The summer patch cycle shows no signs of slowing down, with tech giants Apple, Google, and Microsoft releasing multiple updates to fix flaws being used in real-life attacks. July also saw serious bugs squashed by enterprise software firms SAP, Citrix, and Oracle.
Here’s everything you need to know about the major patches released during the month.
Apple iOS and iPadOS 16.6
Apple had a busy July after issuing two separate security updates during the month. The iPhone maker’s first update came in the form of a security-only Rapid Security Response patch.
It was only the second time Apple had issued a Rapid Security Response, and the process was not as smooth as the first. On July 10, Apple released iOS 16.5.1 9 (a) to fix a single WebKit flaw already being used in attacks, but the iPhone maker quickly retracted it after discovering that the patch broke several websites for users. Apple reissued the update as iOS 16.5.1 (c) a few days later, at last fixing the WebKit issue without breaking anything else.
Among the other bugs squashed in iOS 16.6 are 11 in the Kernel at the core of the iOS operating system, one of which Apple said is already being used in attacks. The Kernel flaw is the third iOS issue discovered by security outfit Kaspersky as part of the zero-click “Triangulation spyware” attacks.
Apple also released iOS 15.7.8 for users of older devices, as well as iPadOS 16.6, Safari 16.6, macOS Ventura 13.5, macOS Monterey 12.6.8, macOS Big Sur 11.7.9, tvOS 16.6, and watchOS 9.6.
Microsoft’s July Patch Tuesday is an update to look out for because it fixes 132 vulnerabilities, including multiple zero-day flaws. First things first: One of the bugs detailed in the patch update, tracked as CVE-2023-36884, has not yet been fixed. In the meantime, the tech giant has offered steps to mitigate the already exploited flaw, which has apparently been used in attacks by a Russian cybercrime gang.
Other zero-day flaws included in Microsoft’s Patch Tuesday are CVE-2023-32046, a platform elevation of privilege bug in the MSHTML core Windows component, and CVE-2023-36874, a vulnerability in the Windows Error Reporting service that could allow an attacker to gain admin rights. Meanwhile, CVE-2023-32049 is an already exploited vulnerability in the Windows SmartScreen feature.
It goes without saying that you should update as soon as possible while keeping an eye out for the fix for CVE-2023-36884.
Google has updated its Android operating system, fixing dozens of security vulnerabilities, including three it says “may be under limited, targeted exploitation.”

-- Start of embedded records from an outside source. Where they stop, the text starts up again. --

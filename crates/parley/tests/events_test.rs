//! Tests for engine event adaptation and the event bus.

use anyhow::Context;
use parking_lot::Mutex;
use parley::{EventBus, HandlerId, NpcId, PlayerId, Position, SessionEvent, SessionEventKind};
use serde_json::json;
use std::sync::Arc;

#[test]
fn test_player_join_payload_with_numeric_id() -> anyhow::Result<()> {
    let event = SessionEvent::from_engine(
        "player_join",
        &json!({ "playerId": 42, "username": "Alex", "x": 1.5, "y": 64.0, "z": -3.0 }),
    )
    .context("join adapts")?;

    assert_eq!(
        event,
        SessionEvent::PlayerJoined {
            player_id: PlayerId::new("42"),
            username: "Alex".to_string(),
            position: Some(Position::new(1.5, 64.0, -3.0)),
        }
    );
    Ok(())
}

#[test]
fn test_event_names_are_normalized() {
    let payload = json!({ "player_id": "uuid-1" });
    for name in ["PlayerLeaveEvent", "player-left", "PLAYER_QUIT", "playerleave"] {
        assert_eq!(
            SessionEvent::from_engine(name, &payload).map(|e| e.kind()),
            Some(SessionEventKind::PlayerLeft),
            "{name}"
        );
    }
}

#[test]
fn test_join_defaults_name_and_skips_partial_position() {
    let event = SessionEvent::from_engine("PlayerJoinEvent", &json!({ "uuid": "u", "x": 1.0 }));
    assert_eq!(
        event,
        Some(SessionEvent::PlayerJoined {
            player_id: PlayerId::new("u"),
            username: "Traveler".to_string(),
            position: None,
        })
    );
}

#[test]
fn test_chat_requires_npc_player_and_text() -> anyhow::Result<()> {
    let event = SessionEvent::from_engine(
        "npc_chat",
        &json!({ "npcId": "3", "playerId": 9, "message": "hi there" }),
    )
    .context("chat adapts")?;
    assert_eq!(
        event,
        SessionEvent::Chat {
            npc_id: NpcId(3),
            player_id: PlayerId::new("9"),
            message: "hi there".to_string(),
        }
    );

    assert!(SessionEvent::from_engine("chat", &json!({ "npcId": 3, "playerId": 9 })).is_none());
    assert!(SessionEvent::from_engine("chat", &json!({ "npcId": -1, "playerId": 9, "text": "x" })).is_none());
    assert!(SessionEvent::from_engine("player_join", &json!({ "playerId": "" })).is_none());
    assert!(SessionEvent::from_engine("block_break", &json!({ "playerId": 1 })).is_none());
    Ok(())
}

#[test]
fn test_bus_routes_by_kind() {
    let bus = EventBus::new();
    let seen = Arc::new(Mutex::new(Vec::new()));

    let joins = {
        let seen = seen.clone();
        bus.register(SessionEventKind::PlayerJoined, move |event| {
            seen.lock().push(event.kind());
        })
    };
    let leaves = {
        let seen = seen.clone();
        bus.register(SessionEventKind::PlayerLeft, move |event| {
            seen.lock().push(event.kind());
        })
    };
    assert_ne!(joins, leaves);
    assert_eq!(bus.len(), 2);

    let left = SessionEvent::PlayerLeft {
        player_id: PlayerId::new("p"),
    };
    assert_eq!(bus.publish(&left), 1);
    assert_eq!(
        bus.publish(&SessionEvent::Chat {
            npc_id: NpcId(1),
            player_id: PlayerId::new("p"),
            message: "hi".to_string(),
        }),
        0
    );
    assert_eq!(seen.lock().as_slice(), &[SessionEventKind::PlayerLeft]);

    assert!(bus.unregister(leaves));
    assert!(!bus.unregister(leaves));
    assert_eq!(bus.publish(&left), 0);
    assert_eq!(bus.len(), 1);
}

#[test]
fn test_handler_may_unregister_itself() {
    let bus = Arc::new(EventBus::new());
    let own_id: Arc<Mutex<Option<HandlerId>>> = Arc::new(Mutex::new(None));

    let id = {
        let weak = Arc::downgrade(&bus);
        let own_id = own_id.clone();
        bus.register(SessionEventKind::PlayerLeft, move |_| {
            let id = *own_id.lock();
            if let (Some(bus), Some(id)) = (weak.upgrade(), id) {
                bus.unregister(id);
            }
        })
    };
    *own_id.lock() = Some(id);

    let event = SessionEvent::PlayerLeft {
        player_id: PlayerId::new("p"),
    };
    assert_eq!(bus.publish(&event), 1);
    assert!(bus.is_empty());
    assert_eq!(bus.publish(&event), 0);
}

The first of the already exploited vulnerabilities is CVE-2023-2136, a remote code execution (RCE) bug in the System with a CVSS score of 9.6. The critical security vulnerability could lead to RCE with no additional privileges needed, according to the tech firm. “User interaction is not needed for exploitation,” Google warned.
CVE-2023-26083 is an issue in Arm Mali GPU driver for Bifrost, Avalon, and Valhall chips, rated as having a moderate impact. The vulnerability was used to deliver spyware to Samsung devices in December 2022.
CVE-2021-29256 is a high-severity flaw that also impacts Bifrost and Midgard Arm Mali GPU kernel drivers.
The Android updates have already reached Google’s Pixel devices and some of Samsung’s Galaxy range. Given the severity of this month’s bugs, it’s a good idea to check whether the update is available and install it now.
Google Chrome 115
Google has issued the Chrome 115 update for its popular browser, fixing 20 security vulnerabilities, four of which are rated as having a high impact. CVE-2023-3727 and CVE-2023-3728 are use-after-free bugs in WebRTC. The third flaw rated as having a high severity is CVE-2023-3730, a use-after-free vulnerability in Tab Groups, while CVE-2023-3732 is an out-of-bounds memory access bug in Mojo.
Six of the flaws are listed as having a medium severity, and none of the vulnerabilities are known to have been used in real-life attacks. Even so, Chrome is a highly targeted platform, so check your system for updates.